Constitution of a National Cohort of Patients With Metastatic Melanoma Resectable Stage II or Stage III or IV or Unresectable Primary With the Objective of Setting up Epidemiological Monitoring and Clinico-biological Database, MELBASE
Prevention of melanoma can be efficient but mortality remains unchanged and 15 to 20% of patients still die from melanoma. Indeed metastatic melanoma is a heterogeneous highly and multiple mutations driven cancer. Significant survival benefit was demonstrated since 2011 with anti-CTLA4 +/- programmed death-1 (anti PD1) antibodies, B-Raf proto-oncogene, serine/threonine kinase (BRAF) and MAP-ERK kinase (MEK) inhibitors. Future improvement of advanced melanoma prognosis will rely on clinico-epidemiological studies and on biological studies to validate and identify new prognostic and predictive factors based on clinico-epidemiological and histological data, genomic host and tumor alterations, tumor microenvironment characteristics, individual immunological profile and functional imaging. In the context of marketing of costly innovative molecules, prospective collection of economic data on treatment and toxicity are required. Large biobanks collecting data from cohorts of advanced melanoma are mandatory for such projects. MELBASE is a French prospective national cohort enrolling advanced melanoma patients whose objectives are to : * provide an annual instrument panel with descriptive and correlative analysis of advanced melanoma patients in France including epidemiological, clinical, biological and economic characteristics * validate and identify new clinical, epidemiological, and biological prognostic factors such as genomic host and tumor alterations, tumor microenvironment characteristics, individual immunological profile in advanced melanoma * evaluate the risk-benefit, quality of life, the management cost of patients treated with validated and future treatments. The project also aims to define predictive biomarkers of response and toxicity including pharmacogenetics and tumor genetics alterations, tumor microenvironment characteristics, individual immunological profile. Patients with resectable stage II or III will be enrolled since June 2023 with a 10 years follow-up. Patients with unresectable stage III or IV (resectable or not) or unresectable primary melanoma will be enrolled prospectively since March 2013 with a 10 years follow-up (up to 6000 patients) from 27 French centers.

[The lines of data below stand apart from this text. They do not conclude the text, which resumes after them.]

use super::Links;
use crate::error::TraversalError;
use crate::resolver::WorkingSet;
use tracing::{debug, info};

/// Forward pass over chains anchored at a junction.
///
/// A segment leaving a non-degree-2 node into a degree-2 node starts a walk.
/// Every segment reached takes the starting segment's chain label. Returns the
/// number of walks performed.
pub fn trace_chains(
    working: &mut WorkingSet<'_>,
    links: &mut Links,
) -> Result<usize, TraversalError> {
    for (_, link) in links.iter_mut() {
        link.is_active =
            link.target_degree == 2 && link.source_degree != 2 && link.next.is_some();
    }

    let limit = working.len();
    let mut walks = 0;

    while !links.active().is_empty() {
        for start in links.active() {
            if walks % 1024 == 0 {
                debug!("Active\t\t{:>8} segments", links.active().len());
            }
            links[start].is_active = false;
            links[start].visits += 1;

            let label = working[start].chain_label;
            let mut current = start;
            let mut steps = 0;
            while let Some(next) = links.next(current) {
                if next == start {
                    break;
                }
                steps += 1;
                if steps > limit {
                    return Err(TraversalError::UnterminatedChain {
                        colour: working[start].colour.to_string(),
                        steps,
                    });
                }
                working[next].chain_label = label;
                current = next;
                if links.next(current).is_some() {
                    links[current].visits += 1;
                }
            }
            walks += 1;
        }
    }

    info!("Processed\t{:>8} segments", working.len());
    Ok(walks)
}
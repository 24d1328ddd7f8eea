use clap::{Parser, ValueEnum};
use junction::network::Edge;
use junction::output::write_jsonl;
use rand::rngs::StdRng;
use rand::{Rng, SeedableRng};
use std::fs::File;

/// A CLI tool to generate synthetic edge networks for the junction simplifier
#[derive(Parser, Debug)]
#[command(version, about, long_about = None)]
struct Cli {
    /// The path to write the generated JSON Lines file to
    #[arg(short, long, default_value = "generated_network.jsonl")]
    output: String,

    /// The shape of network to generate
    #[arg(short, long, value_enum, default_value_t = Shape::Grid)]
    shape: Shape,

    /// Number of nodes along a chain, ring or star arm, or grid side length
    #[arg(long, default_value_t = 10)]
    size: usize,

    /// Seed for reproducible output
    #[arg(long)]
    seed: Option<u64>,

    /// Probability that an edge is written in both directions
    #[arg(long, default_value_t = 0.5)]
    bidirectional: f64,
}

#[derive(Debug, Clone, Copy, ValueEnum)]
enum Shape {
    Chain,
    Ring,
    Star,
    Grid,
}

fn main() -> Result<(), Box<dyn std::error::Error>> {
    let cli = Cli::parse();

    if cli.size < 2 {
        eprintln!("Error: --size ({}) must be at least 2", cli.size);
        std::process::exit(1);
    }
    if !(0.0..=1.0).contains(&cli.bidirectional) {
        eprintln!(
            "Error: --bidirectional ({}) must be between 0 and 1",
            cli.bidirectional
        );
        std::process::exit(1);
    }

    let mut rng = match cli.seed {
        Some(seed) => StdRng::seed_from_u64(seed),
        None => StdRng::from_os_rng(),
    };

    println!(
        "Generating {:?} network (size {}, bidirectional ratio {})...",
        cli.shape, cli.size, cli.bidirectional
    );

    let pairs = match cli.shape {
        Shape::Chain => chain_pairs(cli.size),
        Shape::Ring => ring_pairs(cli.size),
        Shape::Star => star_pairs(cli.size),
        Shape::Grid => grid_pairs(cli.size),
    };
    let edges = build_edges(&mut rng, pairs, cli.bidirectional);

    let written = write_jsonl(File::create(&cli.output)?, &edges)?;
    println!(
        "Successfully generated and saved {} edges to '{}'",
        written, cli.output
    );

    Ok(())
}

/// Turns node pairs into edges with random lengths, a way id per run of
/// pairs, and a random orientation or a reverse companion edge.
fn build_edges(rng: &mut StdRng, pairs: Vec<(String, String)>, bidirectional: f64) -> Vec<Edge> {
    let mut edges = Vec::with_capacity(pairs.len() * 2);
    let mut way = 0;
    for (i, (a, b)) in pairs.into_iter().enumerate() {
        // Start a new named way every few edges.
        if i > 0 && rng.random_bool(0.2) {
            way += 1;
        }
        let way_id = format!("way-{:03}", way);
        let length = (rng.random_range(1.0..250.0_f64) * 10.0).round() / 10.0;

        let (source, target) = if rng.random_bool(0.5) {
            (a, b)
        } else {
            (b, a)
        };
        if rng.random_bool(bidirectional) {
            let id = edges.len() as i64;
            edges.push(Edge::new(
                id + 1,
                target.clone(),
                source.clone(),
                length,
                way_id.clone(),
            ));
        }
        let id = edges.len() as i64;
        edges.push(Edge::new(id + 1, source, target, length, way_id));
    }
    edges
}

fn node(name: impl std::fmt::Display) -> String {
    format!("N{}", name)
}

fn chain_pairs(size: usize) -> Vec<(String, String)> {
    (0..size - 1).map(|i| (node(i), node(i + 1))).collect()
}

fn ring_pairs(size: usize) -> Vec<(String, String)> {
    (0..size).map(|i| (node(i), node((i + 1) % size))).collect()
}

/// Three arms of `size` nodes meeting at a central hub.
fn star_pairs(size: usize) -> Vec<(String, String)> {
    let mut pairs = Vec::new();
    for arm in 0..3 {
        let mut previous = "HUB".to_string();
        for i in 0..size {
            let current = node(format!("{}-{}", arm, i));
            pairs.push((previous, current.clone()));
            previous = current;
        }
    }
    pairs
}

fn grid_pairs(size: usize) -> Vec<(String, String)> {
    let cell = |x: usize, y: usize| node(format!("{}x{}", x, y));
    let mut pairs = Vec::new();
    for y in 0..size {
        for x in 0..size {
            if x + 1 < size {
                pairs.push((cell(x, y), cell(x + 1, y)));
            }
            if y + 1 < size {
                pairs.push((cell(x, y), cell(x, y + 1)));
            }
        }
    }
    pairs
}
use super::statistics::HistoryStatistics;
use crate::models::breakdown::EmissionBreakdown;
use crate::models::input::EmissionInput;
use crate::models::suggestion::Suggestion;
use crate::storage::history::HistoryEntry;

pub fn print_breakdown(input: &EmissionInput, breakdown: &EmissionBreakdown) {
    let shares = breakdown.shares();

    println!("\nCarbon Footprint Summary");
    println!("----------------------------------------");
    println!("Household size: {}", input.household_size);
    println!("Yearly Emissions (kg CO2e):");
    println!("  Transport:   {:>10.1}  ({:.1}%)", breakdown.transport, shares.transport);
    println!("  Electricity: {:>10.1}  ({:.1}%)", breakdown.electricity, shares.electricity);
    println!("  Diet:        {:>10.1}  ({:.1}%)", breakdown.diet, shares.diet);
    println!("  Waste:       {:>10.1}  ({:.1}%)", breakdown.waste, shares.waste);
    println!("  Total:       {:>10.1}", breakdown.total);
    println!("Per capita: {:.1} kg CO2e ({:.2} tonnes)", breakdown.per_capita, breakdown.per_capita / 1000.0);
    println!("Emission level: {}", breakdown.level);
    println!("----------------------------------------");
}

pub fn print_suggestions(suggestions: &[Suggestion]) {
    println!("\nSuggestions:");
    for suggestion in suggestions {
        println!(
            "  [{}] {} (impact: {}, saves ~{:.0} kg CO2e/year)",
            suggestion.category, suggestion.title, suggestion.impact, suggestion.estimated_savings
        );
        println!("      {}", suggestion.description);
    }
}

pub fn print_history(entries: &[HistoryEntry]) {
    if entries.is_empty() {
        println!("No saved calculations.");
        return;
    }

    println!("\nSaved Calculations (newest first)");
    println!("----------------------------------------");
    for entry in entries {
        println!(
            "{}  total {:>9.1}  per capita {:>9.1}  {:<9}  household {}",
            entry.date, entry.total, entry.per_capita, entry.level, entry.household_size
        );
    }
    println!("----------------------------------------");
}

pub fn print_statistics(stats: &HistoryStatistics) {
    println!("\nFootprint Statistics");
    println!("----------------------------------------");
    println!("Calculations: {}", stats.total_calculations);
    println!("Average total: {:.1} kg CO2e", stats.average_total);
    println!("Average per capita: {:.1} kg CO2e", stats.average_per_capita);
    println!("Latest: {:.1} kg CO2e on {}", stats.latest.total, stats.latest.date);
    println!("Emission level: {}", stats.emission_level);
    println!("----------------------------------------");
}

• Patients diagnosed with resectable stage IIA/IIB/IIC or III melanoma, confirmed by histological exam.
• Naïve of systemic treatment for resectable stage II or III. Whose metastatic tumoral material can be collected by the Biological Resource Centers (optional criteria).
• Aged ≥ 18 years. Consenting to participate (signed informed consent).
⁃ Patients diagnosed with an advanced melanoma, confirmed by histological exam. Unresectable primitive or unresectable stage III or stage IV (resectable or not) melanoma ; or patients treated by neoadjuvant treatment (exceptional) Naïve of systemic treatment for unresectable primitive or unresectable stage III or stage IV (resectable or not) melanoma, except adjuvant treatment.
⁃ Whose metastatic tumoral material can be collected by the Biological Resource Centers (optional criteria).
⁃ Aged ≥ 18 years. Consenting to participate (signed informed consent).